(GIVEN RECORDS Opens)
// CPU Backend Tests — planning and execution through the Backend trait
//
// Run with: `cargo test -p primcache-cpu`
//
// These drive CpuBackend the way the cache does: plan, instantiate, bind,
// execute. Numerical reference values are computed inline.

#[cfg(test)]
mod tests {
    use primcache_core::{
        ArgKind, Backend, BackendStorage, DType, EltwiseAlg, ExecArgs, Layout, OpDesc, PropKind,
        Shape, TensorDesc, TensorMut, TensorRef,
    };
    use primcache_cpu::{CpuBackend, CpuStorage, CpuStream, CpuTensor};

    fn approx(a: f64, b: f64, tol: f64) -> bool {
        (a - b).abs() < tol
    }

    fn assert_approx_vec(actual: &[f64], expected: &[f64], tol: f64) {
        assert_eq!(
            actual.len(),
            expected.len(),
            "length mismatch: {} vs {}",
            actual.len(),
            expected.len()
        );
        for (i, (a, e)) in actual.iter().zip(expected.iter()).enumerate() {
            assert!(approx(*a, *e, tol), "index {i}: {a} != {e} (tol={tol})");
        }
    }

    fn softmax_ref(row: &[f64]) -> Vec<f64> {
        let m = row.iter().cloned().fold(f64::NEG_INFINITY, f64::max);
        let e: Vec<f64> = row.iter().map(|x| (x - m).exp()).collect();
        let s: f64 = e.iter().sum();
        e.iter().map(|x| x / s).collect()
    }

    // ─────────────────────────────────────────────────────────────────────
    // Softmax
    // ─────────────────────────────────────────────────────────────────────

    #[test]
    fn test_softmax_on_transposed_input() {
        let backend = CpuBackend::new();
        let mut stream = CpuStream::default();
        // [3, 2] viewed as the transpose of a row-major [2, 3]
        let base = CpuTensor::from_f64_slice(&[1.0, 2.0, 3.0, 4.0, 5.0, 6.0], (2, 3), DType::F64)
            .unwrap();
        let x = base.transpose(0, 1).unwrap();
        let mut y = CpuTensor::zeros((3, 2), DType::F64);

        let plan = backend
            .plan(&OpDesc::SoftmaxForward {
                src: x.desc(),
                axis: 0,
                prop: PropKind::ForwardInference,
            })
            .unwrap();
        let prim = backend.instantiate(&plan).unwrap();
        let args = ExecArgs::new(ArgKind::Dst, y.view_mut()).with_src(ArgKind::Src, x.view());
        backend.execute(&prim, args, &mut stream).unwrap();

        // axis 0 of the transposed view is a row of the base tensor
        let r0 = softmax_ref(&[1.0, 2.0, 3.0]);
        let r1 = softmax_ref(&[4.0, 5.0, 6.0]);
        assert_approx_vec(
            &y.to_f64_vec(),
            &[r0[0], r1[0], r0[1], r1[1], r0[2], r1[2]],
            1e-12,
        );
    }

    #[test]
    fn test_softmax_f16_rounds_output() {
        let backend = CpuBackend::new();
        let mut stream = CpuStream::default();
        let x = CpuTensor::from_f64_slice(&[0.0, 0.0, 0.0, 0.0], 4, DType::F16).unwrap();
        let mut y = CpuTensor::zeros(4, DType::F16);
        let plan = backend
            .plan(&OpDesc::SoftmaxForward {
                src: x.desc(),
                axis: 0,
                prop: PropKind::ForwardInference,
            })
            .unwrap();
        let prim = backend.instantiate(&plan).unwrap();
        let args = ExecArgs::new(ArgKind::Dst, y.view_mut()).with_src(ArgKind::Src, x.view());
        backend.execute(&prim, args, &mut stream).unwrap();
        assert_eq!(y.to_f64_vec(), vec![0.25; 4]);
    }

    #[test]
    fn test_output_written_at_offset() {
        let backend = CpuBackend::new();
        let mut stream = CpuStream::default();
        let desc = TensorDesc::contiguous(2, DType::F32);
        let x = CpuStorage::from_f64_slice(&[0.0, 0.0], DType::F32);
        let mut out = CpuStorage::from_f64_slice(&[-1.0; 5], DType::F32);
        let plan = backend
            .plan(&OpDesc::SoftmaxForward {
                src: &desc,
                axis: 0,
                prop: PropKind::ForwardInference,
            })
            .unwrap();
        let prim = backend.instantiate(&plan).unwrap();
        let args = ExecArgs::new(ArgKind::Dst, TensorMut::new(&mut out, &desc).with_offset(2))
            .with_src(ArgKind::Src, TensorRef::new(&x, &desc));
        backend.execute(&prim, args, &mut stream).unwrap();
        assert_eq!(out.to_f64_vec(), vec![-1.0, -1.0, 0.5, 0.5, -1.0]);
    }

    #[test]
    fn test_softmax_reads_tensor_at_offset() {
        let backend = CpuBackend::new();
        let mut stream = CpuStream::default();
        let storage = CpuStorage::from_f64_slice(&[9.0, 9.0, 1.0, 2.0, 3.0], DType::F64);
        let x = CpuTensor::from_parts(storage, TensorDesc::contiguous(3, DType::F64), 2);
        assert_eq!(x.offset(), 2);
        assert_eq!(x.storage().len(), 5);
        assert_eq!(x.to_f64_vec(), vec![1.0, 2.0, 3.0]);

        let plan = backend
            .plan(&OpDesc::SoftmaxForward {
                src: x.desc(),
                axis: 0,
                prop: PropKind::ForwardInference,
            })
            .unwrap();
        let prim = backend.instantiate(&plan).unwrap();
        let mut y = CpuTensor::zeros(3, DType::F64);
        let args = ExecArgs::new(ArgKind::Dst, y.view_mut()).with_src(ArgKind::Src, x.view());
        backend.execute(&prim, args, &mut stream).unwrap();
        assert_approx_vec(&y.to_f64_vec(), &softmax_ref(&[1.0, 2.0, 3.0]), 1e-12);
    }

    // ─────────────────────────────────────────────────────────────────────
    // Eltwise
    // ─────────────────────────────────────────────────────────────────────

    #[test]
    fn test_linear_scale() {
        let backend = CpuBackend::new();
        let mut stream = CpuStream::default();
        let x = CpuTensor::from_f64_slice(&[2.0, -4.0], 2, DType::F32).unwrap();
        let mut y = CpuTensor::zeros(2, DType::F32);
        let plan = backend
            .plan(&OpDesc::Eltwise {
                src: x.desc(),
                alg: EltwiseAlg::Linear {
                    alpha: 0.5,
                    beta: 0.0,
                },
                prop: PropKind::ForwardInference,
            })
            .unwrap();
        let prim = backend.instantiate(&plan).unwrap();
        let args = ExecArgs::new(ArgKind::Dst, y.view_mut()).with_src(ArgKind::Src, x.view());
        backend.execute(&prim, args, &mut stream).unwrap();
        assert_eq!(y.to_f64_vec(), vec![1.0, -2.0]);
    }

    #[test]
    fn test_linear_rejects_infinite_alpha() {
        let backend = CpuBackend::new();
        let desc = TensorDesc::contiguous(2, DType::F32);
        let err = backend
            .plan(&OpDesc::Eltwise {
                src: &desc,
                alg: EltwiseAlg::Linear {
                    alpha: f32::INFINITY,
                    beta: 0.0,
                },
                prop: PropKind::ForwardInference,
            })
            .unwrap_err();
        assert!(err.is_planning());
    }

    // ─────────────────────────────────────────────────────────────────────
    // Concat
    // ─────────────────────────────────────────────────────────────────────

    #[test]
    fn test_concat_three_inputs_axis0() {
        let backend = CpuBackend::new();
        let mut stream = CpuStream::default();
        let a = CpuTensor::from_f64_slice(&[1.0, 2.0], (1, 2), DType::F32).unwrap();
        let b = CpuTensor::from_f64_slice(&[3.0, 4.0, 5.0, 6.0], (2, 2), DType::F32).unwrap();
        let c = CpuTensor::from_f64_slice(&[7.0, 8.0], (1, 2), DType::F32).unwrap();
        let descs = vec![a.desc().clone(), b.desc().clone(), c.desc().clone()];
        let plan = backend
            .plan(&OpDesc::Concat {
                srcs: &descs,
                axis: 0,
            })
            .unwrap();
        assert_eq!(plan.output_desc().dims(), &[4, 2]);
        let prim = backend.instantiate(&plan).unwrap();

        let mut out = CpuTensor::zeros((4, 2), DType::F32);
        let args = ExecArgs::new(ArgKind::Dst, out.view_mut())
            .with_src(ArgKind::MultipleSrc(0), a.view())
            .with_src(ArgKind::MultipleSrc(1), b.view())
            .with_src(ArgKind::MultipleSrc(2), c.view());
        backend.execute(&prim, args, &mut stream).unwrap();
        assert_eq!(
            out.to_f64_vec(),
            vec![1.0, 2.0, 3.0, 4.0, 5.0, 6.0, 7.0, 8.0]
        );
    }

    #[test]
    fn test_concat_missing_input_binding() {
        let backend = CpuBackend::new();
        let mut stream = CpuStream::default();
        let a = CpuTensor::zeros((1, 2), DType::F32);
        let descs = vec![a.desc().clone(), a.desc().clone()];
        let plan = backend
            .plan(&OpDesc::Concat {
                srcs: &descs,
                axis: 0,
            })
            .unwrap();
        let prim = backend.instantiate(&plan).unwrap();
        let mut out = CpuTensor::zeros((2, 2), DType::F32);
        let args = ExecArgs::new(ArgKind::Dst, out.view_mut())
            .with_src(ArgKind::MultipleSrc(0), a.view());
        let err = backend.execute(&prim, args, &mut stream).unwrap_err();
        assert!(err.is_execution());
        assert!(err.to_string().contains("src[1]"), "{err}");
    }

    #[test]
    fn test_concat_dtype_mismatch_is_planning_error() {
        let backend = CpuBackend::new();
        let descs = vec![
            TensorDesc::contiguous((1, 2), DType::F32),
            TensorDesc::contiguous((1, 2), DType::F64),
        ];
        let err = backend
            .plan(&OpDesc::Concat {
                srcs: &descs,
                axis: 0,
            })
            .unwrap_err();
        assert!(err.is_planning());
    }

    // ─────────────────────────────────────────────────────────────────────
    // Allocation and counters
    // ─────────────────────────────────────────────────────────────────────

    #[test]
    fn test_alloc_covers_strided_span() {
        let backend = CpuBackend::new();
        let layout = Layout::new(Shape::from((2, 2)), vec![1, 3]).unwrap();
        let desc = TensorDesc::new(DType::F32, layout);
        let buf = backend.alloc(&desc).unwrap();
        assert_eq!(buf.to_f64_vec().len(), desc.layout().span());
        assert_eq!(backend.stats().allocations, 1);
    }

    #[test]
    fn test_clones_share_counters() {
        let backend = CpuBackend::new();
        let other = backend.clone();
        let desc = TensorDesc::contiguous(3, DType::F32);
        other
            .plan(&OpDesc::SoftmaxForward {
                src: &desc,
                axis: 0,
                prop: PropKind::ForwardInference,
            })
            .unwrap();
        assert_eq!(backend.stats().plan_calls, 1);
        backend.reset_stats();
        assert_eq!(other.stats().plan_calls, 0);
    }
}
(GIVEN RECORDS Closes)
(GIVEN RECORDS Opens)
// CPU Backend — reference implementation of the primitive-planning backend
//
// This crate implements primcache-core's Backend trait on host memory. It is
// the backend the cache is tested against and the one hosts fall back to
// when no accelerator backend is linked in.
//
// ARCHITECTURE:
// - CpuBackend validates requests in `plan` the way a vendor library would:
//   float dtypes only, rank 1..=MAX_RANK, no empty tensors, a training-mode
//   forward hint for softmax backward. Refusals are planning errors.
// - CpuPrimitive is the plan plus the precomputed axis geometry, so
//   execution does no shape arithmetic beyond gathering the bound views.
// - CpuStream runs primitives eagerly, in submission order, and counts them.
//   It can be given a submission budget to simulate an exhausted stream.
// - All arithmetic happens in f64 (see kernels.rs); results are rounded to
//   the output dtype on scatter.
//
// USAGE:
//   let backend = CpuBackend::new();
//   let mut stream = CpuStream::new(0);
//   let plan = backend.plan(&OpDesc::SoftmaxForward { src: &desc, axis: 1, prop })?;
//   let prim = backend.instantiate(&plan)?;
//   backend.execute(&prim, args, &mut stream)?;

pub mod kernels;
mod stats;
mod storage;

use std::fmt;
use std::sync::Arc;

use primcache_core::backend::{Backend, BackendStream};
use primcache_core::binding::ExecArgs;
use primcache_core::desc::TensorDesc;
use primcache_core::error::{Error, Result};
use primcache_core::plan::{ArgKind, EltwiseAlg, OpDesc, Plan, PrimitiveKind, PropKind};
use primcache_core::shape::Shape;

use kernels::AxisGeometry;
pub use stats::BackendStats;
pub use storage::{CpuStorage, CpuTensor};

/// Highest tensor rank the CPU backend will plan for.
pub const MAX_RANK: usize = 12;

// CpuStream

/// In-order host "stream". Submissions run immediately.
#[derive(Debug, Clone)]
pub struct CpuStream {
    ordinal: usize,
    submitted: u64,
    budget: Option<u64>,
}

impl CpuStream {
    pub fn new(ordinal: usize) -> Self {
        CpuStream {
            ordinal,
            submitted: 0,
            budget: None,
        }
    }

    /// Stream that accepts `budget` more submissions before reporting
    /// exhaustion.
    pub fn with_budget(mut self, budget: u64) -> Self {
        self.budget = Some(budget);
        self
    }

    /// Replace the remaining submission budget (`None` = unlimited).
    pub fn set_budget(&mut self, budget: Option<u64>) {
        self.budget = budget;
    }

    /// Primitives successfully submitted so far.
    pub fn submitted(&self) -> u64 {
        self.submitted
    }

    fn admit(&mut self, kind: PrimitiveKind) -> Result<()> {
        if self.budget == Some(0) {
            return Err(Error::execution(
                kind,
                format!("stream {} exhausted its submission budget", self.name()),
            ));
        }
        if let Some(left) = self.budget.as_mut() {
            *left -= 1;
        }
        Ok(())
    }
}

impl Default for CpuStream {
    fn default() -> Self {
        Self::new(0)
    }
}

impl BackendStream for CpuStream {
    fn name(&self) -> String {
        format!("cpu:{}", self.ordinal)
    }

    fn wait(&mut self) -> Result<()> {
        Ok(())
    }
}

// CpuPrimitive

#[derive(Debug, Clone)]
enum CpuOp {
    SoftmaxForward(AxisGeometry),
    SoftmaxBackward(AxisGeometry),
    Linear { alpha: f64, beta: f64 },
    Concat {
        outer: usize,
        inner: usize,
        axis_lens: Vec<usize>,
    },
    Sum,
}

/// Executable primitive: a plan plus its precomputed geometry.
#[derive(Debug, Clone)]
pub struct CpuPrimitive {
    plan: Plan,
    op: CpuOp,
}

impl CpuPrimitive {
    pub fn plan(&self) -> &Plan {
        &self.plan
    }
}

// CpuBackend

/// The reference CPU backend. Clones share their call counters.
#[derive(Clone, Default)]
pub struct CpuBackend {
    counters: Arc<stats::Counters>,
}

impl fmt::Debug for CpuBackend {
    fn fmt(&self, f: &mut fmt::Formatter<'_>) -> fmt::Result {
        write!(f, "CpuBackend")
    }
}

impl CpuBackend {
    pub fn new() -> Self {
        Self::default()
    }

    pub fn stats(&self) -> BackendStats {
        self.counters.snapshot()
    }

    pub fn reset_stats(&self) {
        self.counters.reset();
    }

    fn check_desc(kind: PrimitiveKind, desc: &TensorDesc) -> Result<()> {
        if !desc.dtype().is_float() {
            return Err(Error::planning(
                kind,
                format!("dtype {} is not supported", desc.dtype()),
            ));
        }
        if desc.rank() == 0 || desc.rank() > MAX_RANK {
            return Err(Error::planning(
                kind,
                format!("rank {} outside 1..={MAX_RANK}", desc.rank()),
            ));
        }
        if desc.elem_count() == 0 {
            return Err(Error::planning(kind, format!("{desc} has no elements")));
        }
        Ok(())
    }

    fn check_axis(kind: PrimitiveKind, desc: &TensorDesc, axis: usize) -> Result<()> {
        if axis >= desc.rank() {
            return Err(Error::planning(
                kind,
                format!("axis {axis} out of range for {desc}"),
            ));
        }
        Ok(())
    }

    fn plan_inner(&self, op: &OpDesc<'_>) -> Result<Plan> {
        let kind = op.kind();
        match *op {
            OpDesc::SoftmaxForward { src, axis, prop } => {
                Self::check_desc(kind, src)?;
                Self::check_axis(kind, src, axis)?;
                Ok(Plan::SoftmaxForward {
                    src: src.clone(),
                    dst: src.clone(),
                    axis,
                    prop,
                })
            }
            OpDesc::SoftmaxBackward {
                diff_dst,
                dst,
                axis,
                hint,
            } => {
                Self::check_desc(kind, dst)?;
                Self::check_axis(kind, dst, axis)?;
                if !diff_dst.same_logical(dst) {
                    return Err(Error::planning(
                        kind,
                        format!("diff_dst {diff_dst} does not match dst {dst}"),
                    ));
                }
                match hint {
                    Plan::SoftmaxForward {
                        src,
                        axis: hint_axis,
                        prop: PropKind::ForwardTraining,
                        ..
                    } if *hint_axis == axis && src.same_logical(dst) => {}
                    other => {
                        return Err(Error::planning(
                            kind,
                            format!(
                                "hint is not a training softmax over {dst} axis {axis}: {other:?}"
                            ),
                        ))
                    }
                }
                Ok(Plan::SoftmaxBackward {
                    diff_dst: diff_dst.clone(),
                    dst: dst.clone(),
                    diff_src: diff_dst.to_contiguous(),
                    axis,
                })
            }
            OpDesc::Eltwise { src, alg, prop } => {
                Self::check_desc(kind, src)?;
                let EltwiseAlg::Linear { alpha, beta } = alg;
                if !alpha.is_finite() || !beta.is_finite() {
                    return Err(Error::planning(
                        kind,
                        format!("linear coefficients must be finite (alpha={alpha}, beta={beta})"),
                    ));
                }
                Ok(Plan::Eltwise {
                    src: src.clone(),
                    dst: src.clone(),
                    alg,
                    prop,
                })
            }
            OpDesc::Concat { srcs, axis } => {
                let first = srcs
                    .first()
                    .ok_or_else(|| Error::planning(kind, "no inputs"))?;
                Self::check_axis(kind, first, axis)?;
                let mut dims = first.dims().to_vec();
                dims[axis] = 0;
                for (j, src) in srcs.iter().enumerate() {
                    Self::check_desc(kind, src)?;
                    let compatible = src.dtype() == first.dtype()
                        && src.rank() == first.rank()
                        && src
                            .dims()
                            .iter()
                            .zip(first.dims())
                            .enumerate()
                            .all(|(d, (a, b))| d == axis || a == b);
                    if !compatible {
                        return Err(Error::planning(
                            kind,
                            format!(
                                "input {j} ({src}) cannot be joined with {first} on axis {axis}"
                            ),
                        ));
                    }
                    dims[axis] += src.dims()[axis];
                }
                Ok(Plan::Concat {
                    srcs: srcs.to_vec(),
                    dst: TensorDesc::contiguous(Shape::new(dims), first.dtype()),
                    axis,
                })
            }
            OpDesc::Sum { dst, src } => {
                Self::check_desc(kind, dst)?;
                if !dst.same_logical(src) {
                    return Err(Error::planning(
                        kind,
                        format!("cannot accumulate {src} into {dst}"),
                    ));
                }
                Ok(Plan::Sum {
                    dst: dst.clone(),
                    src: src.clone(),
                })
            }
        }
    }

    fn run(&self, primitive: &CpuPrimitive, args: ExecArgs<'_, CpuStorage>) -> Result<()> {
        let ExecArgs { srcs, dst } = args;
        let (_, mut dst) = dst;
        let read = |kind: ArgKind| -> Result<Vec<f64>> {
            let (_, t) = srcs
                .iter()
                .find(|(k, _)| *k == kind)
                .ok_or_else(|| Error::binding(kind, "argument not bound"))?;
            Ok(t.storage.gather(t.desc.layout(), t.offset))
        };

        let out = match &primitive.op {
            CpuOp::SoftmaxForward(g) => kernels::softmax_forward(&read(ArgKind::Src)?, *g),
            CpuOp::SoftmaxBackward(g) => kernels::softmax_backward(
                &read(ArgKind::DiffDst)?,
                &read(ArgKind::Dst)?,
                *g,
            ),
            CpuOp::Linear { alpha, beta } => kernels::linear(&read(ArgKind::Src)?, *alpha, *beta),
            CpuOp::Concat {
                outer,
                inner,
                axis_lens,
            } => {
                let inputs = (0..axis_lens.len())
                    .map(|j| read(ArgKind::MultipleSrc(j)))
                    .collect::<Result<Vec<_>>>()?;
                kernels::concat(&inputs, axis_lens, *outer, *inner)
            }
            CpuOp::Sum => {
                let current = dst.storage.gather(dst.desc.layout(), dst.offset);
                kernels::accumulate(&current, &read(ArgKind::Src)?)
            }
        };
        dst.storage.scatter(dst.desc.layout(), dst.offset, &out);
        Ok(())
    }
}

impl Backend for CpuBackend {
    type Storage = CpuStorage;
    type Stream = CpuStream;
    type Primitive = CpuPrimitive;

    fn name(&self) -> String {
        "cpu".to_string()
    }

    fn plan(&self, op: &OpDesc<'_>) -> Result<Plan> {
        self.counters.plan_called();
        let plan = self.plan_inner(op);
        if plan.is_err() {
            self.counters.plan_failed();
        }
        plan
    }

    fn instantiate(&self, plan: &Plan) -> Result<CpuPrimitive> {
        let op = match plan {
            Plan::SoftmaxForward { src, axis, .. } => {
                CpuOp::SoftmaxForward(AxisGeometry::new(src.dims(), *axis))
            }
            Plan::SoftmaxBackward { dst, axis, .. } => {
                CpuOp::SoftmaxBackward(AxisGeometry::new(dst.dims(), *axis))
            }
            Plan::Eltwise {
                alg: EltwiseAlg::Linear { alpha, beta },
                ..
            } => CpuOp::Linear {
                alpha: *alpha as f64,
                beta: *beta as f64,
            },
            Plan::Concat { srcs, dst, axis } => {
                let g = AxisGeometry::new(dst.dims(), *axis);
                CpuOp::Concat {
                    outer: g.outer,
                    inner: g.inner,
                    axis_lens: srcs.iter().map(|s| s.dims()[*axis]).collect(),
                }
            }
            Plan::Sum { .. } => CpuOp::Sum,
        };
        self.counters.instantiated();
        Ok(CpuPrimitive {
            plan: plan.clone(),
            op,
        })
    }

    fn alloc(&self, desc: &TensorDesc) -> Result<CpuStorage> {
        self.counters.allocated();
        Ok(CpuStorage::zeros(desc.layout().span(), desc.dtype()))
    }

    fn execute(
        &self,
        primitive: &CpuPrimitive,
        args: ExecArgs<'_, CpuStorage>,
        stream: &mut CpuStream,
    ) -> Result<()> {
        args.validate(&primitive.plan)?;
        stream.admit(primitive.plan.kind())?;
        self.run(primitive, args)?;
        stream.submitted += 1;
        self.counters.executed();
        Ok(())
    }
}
(GIVEN RECORDS Closes)
### EXERCISE AIM
Return every line of the material in which the word "struct" is found.

### RESPONSE TO THIS EXERCISE
pub struct CpuStream {
pub struct CpuPrimitive {
pub struct CpuBackend {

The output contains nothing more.